Covid-19 è il primo regime a imporsi in Italia nel nuovo millennio: come i suoi predecessori, ha condotto a novità a cui non eravamo preparati, abbiamo sottovalutato il problema. E abbiamo sbagliato.
Tralasciando altri aspetti su cui il Coronavirus ha impattato, una grande rivoluzione è stata operata sulle relazioni: abbiamo dovuto imparare a gestire la nostra sfera relazionale rinunciando all’immediatezza delle soluzioni.
Sappiamo che la normalità è un concetto che ci avvolge lentamente, trova le sue condizioni ideali e si consolida. Il virus che ha colpito il nostro pianeta negli ultimi mesi invece , ha fatto irruzione bruscamente e senza quasi lasciarci il tempo di costruire delle mura difensive resistenti. Almeno, non intorno a noi. Ma tra di noi?
A livello semantico e storico, le mura hanno un doppia funzione : quella di separare e quella di confinare. Così, molti sono stati costretti a lasciare in stand-by la propria vita affettiva e relazionale o a trovare delle scappatoie che permettano di mantenere l’illusione della normalità , pur sapendo che l’ “hic et nunc” non è momentanemente possibile. Non per tutti la linea che separa l’ essere da soli e l’essere soli è netta e nitida, per questo ad alcuni tocca di scendere a patti con la solitudine e costringersi alla compagnia di chi si conosce da una vita ma con cui si è sempre dialogato poco.
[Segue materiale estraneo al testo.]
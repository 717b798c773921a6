//! Uniform wrapping grid.
//!
//! Each tracked skin sits in exactly one bucket: the cell containing the
//! minimum corner of its bounding box (coordinates wrap modulo the grid
//! size), or the overflow bucket when the box is larger than a cell along
//! any axis. Buckets are intrusive doubly linked lists so moving a skin
//! between cells is O(1). A query grows the skin's box by the collision
//! tolerance and gathers every cell that could hold the minimum corner of an
//! overlapping skin (one extra cell below on each axis) plus the overflow
//! bucket; overflow skins are tested against everything.

use parry3d::bounding_volume::Aabb;
use slotmap::SecondaryMap;

use crate::collision::broad::{
    BroadPhase, DetectionContext, SkinPairFunctor, SkinPairPredicate, SkinPredicate, first_visit,
};
use crate::collision::skin::{SkinHandle, SkinSet};
use crate::collision::types::{Segment, SegmentHit};
use crate::dynamics::BodyHandle;
use crate::error::Result;
use crate::settings::GridParams;

/// `None` is the overflow bucket.
type Bucket = Option<usize>;

#[derive(Clone, Copy, Debug)]
struct GridEntry {
    bucket: Bucket,
    prev: Option<SkinHandle>,
    next: Option<SkinHandle>,
}

#[derive(Clone, Debug)]
pub struct Grid {
    params: GridParams,
    heads: Vec<Option<SkinHandle>>,
    overflow_head: Option<SkinHandle>,
    entries: SecondaryMap<SkinHandle, GridEntry>,
}

impl Grid {
    pub fn new(params: GridParams) -> Result<Self> {
        params.validate()?;
        Ok(Self {
            params,
            heads: vec![None; params.nx * params.ny * params.nz],
            overflow_head: None,
            entries: SecondaryMap::new(),
        })
    }

    #[inline]
    pub fn params(&self) -> &GridParams {
        &self.params
    }

    /// Flatten wrapped cell coordinates into a bucket index (row-major, x fastest).
    #[inline]
    pub fn cell_index(&self, i: usize, j: usize, k: usize) -> usize {
        i + self.params.nx * j + self.params.nx * self.params.ny * k
    }

    /// Wrapped cell coordinates of a world point.
    pub fn cell_coords(&self, x: f32, y: f32, z: f32) -> (usize, usize, usize) {
        let p = &self.params;
        (
            wrap((x / p.dx).floor(), p.nx),
            wrap((y / p.dy).floor(), p.ny),
            wrap((z / p.dz).floor(), p.nz),
        )
    }

    fn fits_in_cell(&self, aabb: &Aabb) -> bool {
        let ext = aabb.maxs - aabb.mins;
        ext.x <= self.params.dx && ext.y <= self.params.dy && ext.z <= self.params.dz
    }

    fn bucket_for(&self, aabb: &Aabb) -> Bucket {
        if !self.fits_in_cell(aabb) {
            return None;
        }
        let (i, j, k) = self.cell_coords(aabb.mins.x, aabb.mins.y, aabb.mins.z);
        Some(self.cell_index(i, j, k))
    }

    /// Bucket currently holding `skin`: `Some(None)` means overflow.
    pub fn bucket_of(&self, skin: SkinHandle) -> Option<Bucket> {
        self.entries.get(skin).map(|e| e.bucket)
    }

    /// Number of skins in the overflow bucket.
    pub fn overflow_len(&self) -> usize {
        self.bucket_members(None).count()
    }

    fn head(&self, bucket: Bucket) -> Option<SkinHandle> {
        match bucket {
            Some(idx) => self.heads[idx],
            None => self.overflow_head,
        }
    }

    fn set_head(&mut self, bucket: Bucket, head: Option<SkinHandle>) {
        match bucket {
            Some(idx) => self.heads[idx] = head,
            None => self.overflow_head = head,
        }
    }

    fn link(&mut self, skin: SkinHandle, bucket: Bucket) {
        let old_head = self.head(bucket);
        if let Some(h) = old_head {
            if let Some(e) = self.entries.get_mut(h) {
                e.prev = Some(skin);
            }
        }
        self.entries.insert(
            skin,
            GridEntry {
                bucket,
                prev: None,
                next: old_head,
            },
        );
        self.set_head(bucket, Some(skin));
    }

    fn unlink(&mut self, skin: SkinHandle) -> Option<GridEntry> {
        let entry = self.entries.remove(skin)?;
        match entry.prev {
            Some(p) => {
                if let Some(e) = self.entries.get_mut(p) {
                    e.next = entry.next;
                }
            }
            None => self.set_head(entry.bucket, entry.next),
        }
        if let Some(n) = entry.next {
            if let Some(e) = self.entries.get_mut(n) {
                e.prev = entry.prev;
            }
        }
        Some(entry)
    }

    fn bucket_members(&self, bucket: Bucket) -> impl Iterator<Item = SkinHandle> + '_ {
        std::iter::successors(self.head(bucket), move |s| self.entries.get(*s).and_then(|e| e.next))
    }

    /// Distinct wrapped cells along one axis that may hold the minimum corner
    /// of a cell-sized box overlapping `[lo, hi]`.
    fn axis_cells(lo: f32, hi: f32, d: f32, n: usize) -> Vec<usize> {
        let first = ((lo - d) / d).floor() as i64;
        let last = (hi / d).floor() as i64;
        if last - first + 1 >= n as i64 {
            return (0..n).collect();
        }
        (first..=last).map(|c| c.rem_euclid(n as i64) as usize).collect()
    }

    /// Every skin that may come within `tolerance` of `skin`, excluding itself.
    fn candidates(&self, skin: SkinHandle, aabb: &Aabb, tolerance: f32, out: &mut Vec<SkinHandle>) {
        out.clear();
        let Some(entry) = self.entries.get(skin) else {
            return;
        };
        if entry.bucket.is_none() {
            out.extend(self.entries.keys().filter(|s| *s != skin));
            return;
        }
        let p = &self.params;
        let (lo, hi) = (aabb.mins.coords.add_scalar(-tolerance), aabb.maxs.coords.add_scalar(tolerance));
        let xs = Self::axis_cells(lo.x, hi.x, p.dx, p.nx);
        let ys = Self::axis_cells(lo.y, hi.y, p.dy, p.ny);
        let zs = Self::axis_cells(lo.z, hi.z, p.dz, p.nz);
        for &z in &zs {
            for &y in &ys {
                for &x in &xs {
                    let idx = self.cell_index(x, y, z);
                    out.extend(self.bucket_members(Some(idx)).filter(|s| *s != skin));
                }
            }
        }
        out.extend(self.bucket_members(None).filter(|s| *s != skin));
    }
}

fn wrap(cell: f32, n: usize) -> usize {
    (cell as i64).rem_euclid(n as i64) as usize
}

impl BroadPhase for Grid {
    fn add_skin(&mut self, skin: SkinHandle, skins: &SkinSet) -> bool {
        if self.entries.contains_key(skin) {
            log::warn!("skin {skin:?} is already in the grid");
            return false;
        }
        let Some(data) = skins.get(skin) else {
            log::warn!("cannot add unknown skin {skin:?} to the grid");
            return false;
        };
        let bucket = self.bucket_for(data.world_aabb());
        self.link(skin, bucket);
        true
    }

    fn remove_skin(&mut self, skin: SkinHandle) -> bool {
        if self.unlink(skin).is_none() {
            log::warn!("skin {skin:?} is not in the grid");
            return false;
        }
        true
    }

    fn skin_moved(&mut self, skin: SkinHandle, skins: &SkinSet) {
        let (Some(entry), Some(data)) = (self.entries.get(skin), skins.get(skin)) else {
            return;
        };
        let bucket = self.bucket_for(data.world_aabb());
        if bucket != entry.bucket {
            self.unlink(skin);
            self.link(skin, bucket);
        }
    }

    fn contains(&self, skin: SkinHandle) -> bool {
        self.entries.contains_key(skin)
    }

    fn len(&self) -> usize {
        self.entries.len()
    }

    fn detect_collisions(
        &mut self,
        ctx: DetectionContext<'_>,
        body: BodyHandle,
        functor: &mut dyn SkinPairFunctor,
        predicate: Option<&dyn SkinPairPredicate>,
        tolerance: f32,
    ) {
        let Some(s0) = ctx.skin_of(body) else {
            return;
        };
        let Some(aabb) = ctx.skins.get(s0).map(|s| *s.world_aabb()) else {
            return;
        };
        let mut candidates = Vec::new();
        self.candidates(s0, &aabb, tolerance, &mut candidates);
        for s1 in candidates {
            if ctx.admit_pair(s0, s1, predicate, tolerance) {
                functor.collide(s0, s1);
            }
        }
    }

    fn detect_all_collisions(
        &mut self,
        ctx: DetectionContext<'_>,
        bodies: &[BodyHandle],
        functor: &mut dyn SkinPairFunctor,
        predicate: Option<&dyn SkinPairPredicate>,
        tolerance: f32,
    ) {
        let (queries, query_set) = ctx.query_skins(bodies);
        let mut candidates = Vec::new();
        for s0 in queries {
            let Some(aabb) = ctx.skins.get(s0).map(|s| *s.world_aabb()) else {
                continue;
            };
            self.candidates(s0, &aabb, tolerance, &mut candidates);
            for &s1 in &candidates {
                if first_visit(&query_set, s0, s1) && ctx.admit_pair(s0, s1, predicate, tolerance) {
                    functor.collide(s0, s1);
                }
            }
        }
    }

    fn segment_intersect(
        &mut self,
        ctx: DetectionContext<'_>,
        segment: &Segment,
        predicate: Option<&dyn SkinPredicate>,
    ) -> Option<SegmentHit> {
        // Segments may be arbitrarily long; filtering happens on the skin boxes.
        ctx.nearest_hit(self.entries.keys(), segment, predicate)
    }
}

#[cfg(test)]
mod tests {
    use super::*;
    use slotmap::SlotMap;

    use crate::collision::material::MaterialId;
    use crate::collision::primitive::Primitive;
    use crate::collision::skin::CollisionSkin;
    use crate::math::{Transform, Vec3};

    fn params() -> GridParams {
        GridParams {
            nx: 4,
            ny: 3,
            nz: 5,
            dx: 2.0,
            dy: 2.0,
            dz: 2.0,
        }
    }

    fn sphere_skin(skins: &mut SkinSet, pos: Vec3, radius: f32) -> SkinHandle {
        let mut skin = CollisionSkin::at(Transform::from_position(pos));
        skin.add_primitive(Primitive::sphere(radius), Transform::identity(), MaterialId::Normal)
            .unwrap();
        skins.insert(skin)
    }

    #[test]
    fn cell_index_is_a_bijection() {
        // Row-major flattening must give every (i, j, k) its own bucket. The
        // additive form `i + nx*j + (nx+ny)*k` is not injective: with these
        // dimensions (3,1,0) and (0,0,1) share a bucket.
        let grid = Grid::new(params()).unwrap();
        let p = params();
        let mut seen = vec![false; p.nx * p.ny * p.nz];
        for k in 0..p.nz {
            for j in 0..p.ny {
                for i in 0..p.nx {
                    let idx = grid.cell_index(i, j, k);
                    assert!(idx < seen.len());
                    assert!(!seen[idx], "bucket {idx} reused");
                    seen[idx] = true;
                }
            }
        }
        let additive = |i: usize, j: usize, k: usize| i + p.nx * j + (p.nx + p.ny) * k;
        assert_eq!(additive(3, 1, 0), additive(0, 0, 1));
        assert_ne!(grid.cell_index(3, 1, 0), grid.cell_index(0, 0, 1));
    }

    #[test]
    fn coordinates_wrap_in_both_directions() {
        let grid = Grid::new(params()).unwrap();
        assert_eq!(grid.cell_coords(0.5, 0.5, 0.5), (0, 0, 0));
        assert_eq!(grid.cell_coords(8.5, 6.5, 10.5), (0, 0, 0));
        assert_eq!(grid.cell_coords(-0.5, -0.5, -0.5), (3, 2, 4));
    }

    #[test]
    fn oversized_skin_goes_to_overflow_and_stays_discoverable() {
        let mut skins: SkinSet = SlotMap::with_key();
        let big = sphere_skin(&mut skins, Vec3::new(1.0, 1.0, 1.0), 5.0);
        let small = sphere_skin(&mut skins, Vec3::new(1.0, 1.0, 1.0), 0.5);
        let mut grid = Grid::new(params()).unwrap();
        assert!(grid.add_skin(big, &skins));
        assert!(grid.add_skin(small, &skins));
        assert_eq!(grid.bucket_of(big), Some(None));
        assert_eq!(grid.overflow_len(), 1);

        let mut out = Vec::new();
        let aabb = *skins[small].world_aabb();
        grid.candidates(small, &aabb, 0.0, &mut out);
        assert!(out.contains(&big));
    }

    #[test]
    fn moving_relinks_only_when_the_cell_changes() {
        let mut skins: SkinSet = SlotMap::with_key();
        let a = sphere_skin(&mut skins, Vec3::new(1.0, 1.0, 1.0), 0.25);
        let b = sphere_skin(&mut skins, Vec3::new(1.2, 1.0, 1.0), 0.25);
        let mut grid = Grid::new(params()).unwrap();
        grid.add_skin(a, &skins);
        grid.add_skin(b, &skins);
        let before = grid.bucket_of(a);

        skins[a].set_new_transform(Transform::from_position(Vec3::new(1.1, 1.0, 1.0)));
        grid.skin_moved(a, &skins);
        assert_eq!(grid.bucket_of(a), before);

        skins[a].set_new_transform(Transform::from_position(Vec3::new(5.0, 1.0, 1.0)));
        grid.skin_moved(a, &skins);
        assert_ne!(grid.bucket_of(a), before);
        // b is still reachable from its bucket after a left it.
        let b_bucket = grid.bucket_of(b).flatten();
        assert!(grid.bucket_members(b_bucket).any(|s| s == b));
        assert!(!grid.bucket_members(b_bucket).any(|s| s == a));
    }

    #[test]
    fn neighbours_across_the_wrap_are_candidates() {
        let mut skins: SkinSet = SlotMap::with_key();
        // Cell x = 3 (last) and cell x = 0 are neighbours through the wrap.
        let a = sphere_skin(&mut skins, Vec3::new(7.5, 1.0, 1.0), 0.25);
        let b = sphere_skin(&mut skins, Vec3::new(8.5, 1.0, 1.0), 0.25);
        let mut grid = Grid::new(params()).unwrap();
        grid.add_skin(a, &skins);
        grid.add_skin(b, &skins);
        let mut out = Vec::new();
        let aabb = *skins[a].world_aabb();
        grid.candidates(a, &aabb, 0.0, &mut out);
        assert!(out.contains(&b));
    }

    #[test]
    fn axis_cells_reach_one_cell_below_the_grown_box() {
        // [4.0, 5.0] grown by 0.05 starts at 3.95, so cell -1 (wrapped to 7) joins.
        assert_eq!(Grid::axis_cells(3.95, 5.05, 4.0, 8), vec![7, 0, 1]);
        assert_eq!(Grid::axis_cells(4.0, 5.0, 4.0, 8), vec![0, 1]);
        assert_eq!(Grid::axis_cells(0.0, 30.0, 4.0, 8), (0..8).collect::<Vec<_>>());
    }
}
Altri invece stanno cercando di gestire le difficoltà di vivere un’ affettività diventata denominatore comune di ogni vicenda quotidiana, ben lontana dall’ essere idilliaca. Parliamo ad esempio delle coppie, dei coinquilini, dei fratelli, di tutti coloro che condividono uno stesso tetto. Ed è così che il rapporto tradizionale caratterizzato dalla gioia del ritrovarsi, rischia di trasformarsi in una relazione di natura “invischiata” in cui il concetto stesso di “Io” vacilla per lasciare spazio a un “noi” inevitabile. Ed è così che la casa diventa una grande cassa armonica che amplifica la conflittualità, ma da cui il suono non può uscire. In questo modo, il non – me diventa un concetto sempre meno tangibile.
Qualora la persona si trovi in una delle due condizioni precedentemente citate, mi piace ricorrere alla metafora di un attore di teatro che si trova in un caso a vedere la sua performance sminuita e resa scialba dall’assenza di un pubblico, e nell’altro ad essere sottoposto a un tour de force di repliche con scarse possibilità di togliere il costume di scena.
Ma è nelle situazioni quotidiane in cui si torna brevemente ad incontrarsi in cui ritengo risieda il rischio più grande: “l’altro” che più che mai ci fa paura. In questo momento, il nemico è qualcosa di difficile comprensione e privo di volto: come i bambini con il lupo cattivo, anche noi cerchiamo di attribuire delle fattezze a una paura che forse sta più in profondità.
Ed è forse la diffidenza l’arma di più facile utilizzo per difendersi dal contagio: un passo indietro e una svolta su quella via piuttosto che sull’ altra, il cambiare marciapiede, le mani in tasca e lo sguardo altrove.
Concludendo, come ogni tempesta finirà anche Covid-19 e starà a noi raccogliere i cocci, rimettere insieme i pezzi e ricostruire i ponti; ma non sarà troppo faticoso, perché a ricostruire accanto a noi ci saranno tutti coloro che abbiamo finalmente potuto riabbracciare.